Trend data from the Australian Bureau of Statistics on industry and sub-industry employment for February 2017 shows that just 35% of people working in the Information, Media and Telecommunications category were women — the lowest level since 1990. In raw numbers, that was 72,100 — the second-lowest number of female employees since 1995. And the proportion of women in the telecommunications sub-category was 22% — and the first time since 1993 that the number of women in that sub-sector fell below 20,000.

The level of women specifically in software engineering (computer system design and related services) was just below 22% — a strong contrast with the near-50% level achieved in the early 1990s.
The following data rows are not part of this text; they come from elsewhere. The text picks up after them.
//! WebAssembly bindings for the FSQ-7 emulator.
//!
//! This module provides JavaScript-friendly wrappers around the core emulator.
//! State crosses the boundary as JSON.

use wasm_bindgen::prelude::*;
use crate::{Cpu, ProgramImage};
use crate::asm::assembler::assemble;
use crate::asm::disasm::disassemble_word;
use crate::programs;

/// Initialize panic hook for better error messages in console.
#[wasm_bindgen(start)]
pub fn init() {
    #[cfg(feature = "console_error_panic_hook")]
    console_error_panic_hook::set_once();
}

/// WebAssembly-friendly CPU wrapper.
#[wasm_bindgen]
pub struct WasmCpu {
    cpu: Cpu,
    image: ProgramImage,
}

#[wasm_bindgen]
impl WasmCpu {
    /// Create a new CPU instance with `memory_size` cells.
    #[wasm_bindgen(constructor)]
    pub fn new(memory_size: usize) -> Self {
        Self {
            cpu: Cpu::new(memory_size),
            image: ProgramImage::new(),
        }
    }

    /// Load a program from assembly source code. Returns the word count.
    #[wasm_bindgen]
    pub fn load_asm(&mut self, source: &str) -> Result<usize, JsError> {
        let image = assemble(source)
            .map_err(|e| JsError::new(&format!("{}", e)))?;

        self.install(image);
        Ok(self.image.len())
    }

    /// Load one of the bundled example programs by name.
    #[wasm_bindgen]
    pub fn load_example(&mut self, name: &str) -> Result<usize, JsError> {
        let program = programs::by_name(name)
            .ok_or_else(|| JsError::new(&format!("no example named {}", name)))?;

        self.install(program.image);
        Ok(self.image.len())
    }

    fn install(&mut self, image: ProgramImage) {
        self.cpu.reset();
        self.cpu.load_image(&image);
        self.image = image;
    }

    /// Step one instruction. Returns whether execution may continue.
    #[wasm_bindgen]
    pub fn step(&mut self) -> bool {
        self.cpu.step()
    }

    /// Run until halt or `max_instructions`. Returns instructions executed.
    #[wasm_bindgen]
    pub fn run(&mut self, max_instructions: u32) -> u32 {
        self.cpu.run(max_instructions as u64) as u32
    }

    /// Reset registers and reload the current program.
    #[wasm_bindgen]
    pub fn reset(&mut self) {
        self.cpu.reset();
        self.cpu.load_image(&self.image);
    }

    #[wasm_bindgen]
    pub fn tick_rtc(&mut self, delta_seconds: f64) {
        self.cpu.tick_rtc(delta_seconds);
    }

    #[wasm_bindgen]
    pub fn set_trace_enabled(&mut self, enabled: bool) {
        self.cpu.set_trace_enabled(enabled);
    }

    #[wasm_bindgen]
    pub fn clear_trace(&mut self) {
        self.cpu.clear_trace();
    }

    /// Check if CPU is halted.
    #[wasm_bindgen]
    pub fn is_halted(&self) -> bool {
        self.cpu.is_halted()
    }

    /// Last diagnostic, or an empty string.
    #[wasm_bindgen]
    pub fn diagnostic(&self) -> String {
        self.cpu.diagnostic().unwrap_or_default().to_string()
    }

    /// Get memory cell value.
    #[wasm_bindgen]
    pub fn memory_at(&self, addr: usize) -> u32 {
        self.cpu.read_memory(addr)
    }

    /// Disassemble the memory cell at `addr`.
    #[wasm_bindgen]
    pub fn disassemble_at(&self, addr: usize) -> String {
        disassemble_word(self.cpu.read_memory(addr))
    }

    /// Get CPU state as JSON string.
    #[wasm_bindgen]
    pub fn state_json(&self) -> Result<String, JsError> {
        serde_json::to_string(&self.cpu.get_state())
            .map_err(|e| JsError::new(&format!("{}", e)))
    }

    /// Get the recorded trace as a JSON array.
    #[wasm_bindgen]
    pub fn trace_json(&self) -> Result<String, JsError> {
        serde_json::to_string(&self.cpu.get_trace())
            .map_err(|e| JsError::new(&format!("{}", e)))
    }

    #[wasm_bindgen]
    pub fn rtc_ticks(&self) -> u64 {
        self.cpu.rtc_ticks()
    }
}

/// Names of the bundled example programs.
#[wasm_bindgen]
pub fn wasm_examples() -> Vec<String> {
    programs::all().into_iter().map(|p| p.name.to_string()).collect()
}

/// Disassemble a single word.
#[wasm_bindgen]
pub fn wasm_disassemble(word: u32) -> String {
    disassemble_word(word)
}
The ICT industry continues to struggle to deal with perceptions it has a cultural problem with women, as well as dealing with the consequences of a huge fall in the number of girls and women studying STEM (science, technology, engineering and maths) subjects. While other industries have addressed their reliance on 457 visas and curbed their use, Australian tech companies continue to draw heavily on foreign workers and is currently urging the government to retain software developers as a category under the rebadged 457 visa. Successful Melbourne firm Envato has been upfront about its mixed record in increasing the number of women in its ranks, reporting in November that it had lifted the number of women in tech roles by a small amount.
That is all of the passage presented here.